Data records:
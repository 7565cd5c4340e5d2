//! Moonraker bridge - Klipper print lifecycle events over JSON-RPC.
//!
//! This library keeps a persistent websocket session to Moonraker (the
//! Klipper API server), exposes a request/response interface over it, and
//! turns Moonraker's subscription notifications into print lifecycle
//! events for a notification relay.
//!
//! # Architecture
//!
//! ```text
//! caller ──► correlation table ──► session ──► Moonraker
//!                  ▲                  │
//!                  └──── reply ◄──────┤
//!                                     └── notification ──► queue ──► classifier ──► sink
//! ```
//!
//! Key design points:
//!
//! - One websocket at a time, reconnected after a fixed delay forever
//! - Normal requests wait until klippy reports `ready`
//! - Notifications are processed in arrival order by one worker per session
//! - Every (re)connect replays the current print state to the sink
//!
//! # Quick Start
//!
//! ```ignore
//! use std::sync::Arc;
//! use moonraker_bridge::{MoonrakerClient, Result};
//!
//! #[tokio::main]
//! async fn main() -> Result<()> {
//!     let client = MoonrakerClient::builder()
//!         .config_file("/home/pi/printer_data/config/moonraker.conf")
//!         .sink(Arc::new(MyRelay::new()))
//!         .printer_id("printer-1")
//!         .build()?;
//!
//!     client.start("octo-key")?;
//!
//!     let status = client.job_status().await?;
//!     println!("{} {:.1}%", status.state, status.progress_percent);
//!     Ok(())
//! }
//! ```
//!
//! # Modules
//!
//! | Module | Description |
//! |--------|-------------|
//! | [`client`] | [`MoonrakerClient`], builder and options |
//! | [`config`] | Moonraker address sources |
//! | [`error`] | Error types and [`Result`] alias |
//! | [`identifiers`] | Type-safe ID wrappers |
//! | [`lifecycle`] | Lifecycle events, classifier and [`LifecycleSink`] |
//! | [`printer`] | Printer state queries and job status |
//! | [`protocol`] | JSON-RPC message types |
//! | [`transport`] | WebSocket session, correlation and queue |

// ============================================================================
// Modules
// ============================================================================

/// Moonraker client.
///
/// Use [`MoonrakerClient::builder()`] to create a configured client.
pub mod client;

/// Moonraker address configuration.
pub mod config;

/// Error types and result aliases.
///
/// All fallible operations return [`Result<T>`] which uses [`Error`].
pub mod error;

/// Type-safe identifiers.
pub mod identifiers;

/// Print lifecycle events.
pub mod lifecycle;

/// Printer state queries.
pub mod printer;

/// JSON-RPC message types.
pub mod protocol;

/// WebSocket transport layer.
///
/// Internal module handling the socket, reply correlation and the
/// notification queue.
pub mod transport;

// ============================================================================
// Re-exports
// ============================================================================

// Client types
pub use client::{ClientBuilder, ClientOptions, ConnectionState, MoonrakerClient};

// Config types
pub use config::{MoonrakerConfigFile, ServerAddress, ServerAddressSource};

// Error types
pub use error::{Error, Result};

// Identifier types
pub use identifiers::{RequestId, SessionId};

// Lifecycle types
pub use lifecycle::{Classification, LifecycleEvent, LifecycleSink, classify};

// Printer types
pub use printer::{JobStatus, LifecycleState, PrinterStateProvider};

// Protocol types
pub use protocol::{KlippyState, Notification, NotificationKind, PrintState, PrintStats};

WHAT YOU SHOULD DO: Repeat each record verbatim.

EXERCISE RESULT:
repository 7565cd5c4340e5d2
//! Moonraker bridge - Klipper print lifecycle events over JSON-RPC.
//!
//! This library keeps a persistent websocket session to Moonraker (the
//! Klipper API server), exposes a request/response interface over it, and
//! turns Moonraker's subscription notifications into print lifecycle
//! events for a notification relay.
//!
//! # Architecture
//!
//! ```text
//! caller ──► correlation table ──► session ──► Moonraker
//!                  ▲                  │
//!                  └──── reply ◄──────┤
//!                                     └── notification ──► queue ──► classifier ──► sink
//! ```
//!
//! Key design points:
//!
//! - One websocket at a time, reconnected after a fixed delay forever
//! - Normal requests wait until klippy reports `ready`
//! - Notifications are processed in arrival order by one worker per session
//! - Every (re)connect replays the current print state to the sink
//!
//! # Quick Start
//!
//! ```ignore
//! use std::sync::Arc;
//! use moonraker_bridge::{MoonrakerClient, Result};
//!
//! #[tokio::main]
//! async fn main() -> Result<()> {
//!     let client = MoonrakerClient::builder()
//!         .config_file("/home/pi/printer_data/config/moonraker.conf")
//!         .sink(Arc::new(MyRelay::new()))
//!         .printer_id("printer-1")
//!         .build()?;
//!
//!     client.start("octo-key")?;
//!
//!     let status = client.job_status().await?;
//!     println!("{} {:.1}%", status.state, status.progress_percent);
//!     Ok(())
//! }
//! ```
//!
//! # Modules
//!
//! | Module | Description |
//! |--------|-------------|
//! | [`client`] | [`MoonrakerClient`], builder and options |
//! | [`config`] | Moonraker address sources |
//! | [`error`] | Error types and [`Result`] alias |
//! | [`identifiers`] | Type-safe ID wrappers |
//! | [`lifecycle`] | Lifecycle events, classifier and [`LifecycleSink`] |
//! | [`printer`] | Printer state queries and job status |
//! | [`protocol`] | JSON-RPC message types |
//! | [`transport`] | WebSocket session, correlation and queue |

// ============================================================================
// Modules
// ============================================================================

/// Moonraker client.
///
/// Use [`MoonrakerClient::builder()`] to create a configured client.
pub mod client;

/// Moonraker address configuration.
pub mod config;

/// Error types and result aliases.
///
/// All fallible operations return [`Result<T>`] which uses [`Error`].
pub mod error;

/// Type-safe identifiers.
pub mod identifiers;

/// Print lifecycle events.
pub mod lifecycle;

/// Printer state queries.
pub mod printer;

/// JSON-RPC message types.
pub mod protocol;

/// WebSocket transport layer.
///
/// Internal module handling the socket, reply correlation and the
/// notification queue.
pub mod transport;

// ============================================================================
// Re-exports
// ============================================================================

// Client types
pub use client::{ClientBuilder, ClientOptions, ConnectionState, MoonrakerClient};

// Config types
pub use config::{MoonrakerConfigFile, ServerAddress, ServerAddressSource};

// Error types
pub use error::{Error, Result};

// Identifier types
pub use identifiers::{RequestId, SessionId};

// Lifecycle types
pub use lifecycle::{Classification, LifecycleEvent, LifecycleSink, classify};

// Printer types
pub use printer::{JobStatus, LifecycleState, PrinterStateProvider};

// Protocol types
pub use protocol::{KlippyState, Notification, NotificationKind, PrintState, PrintStats};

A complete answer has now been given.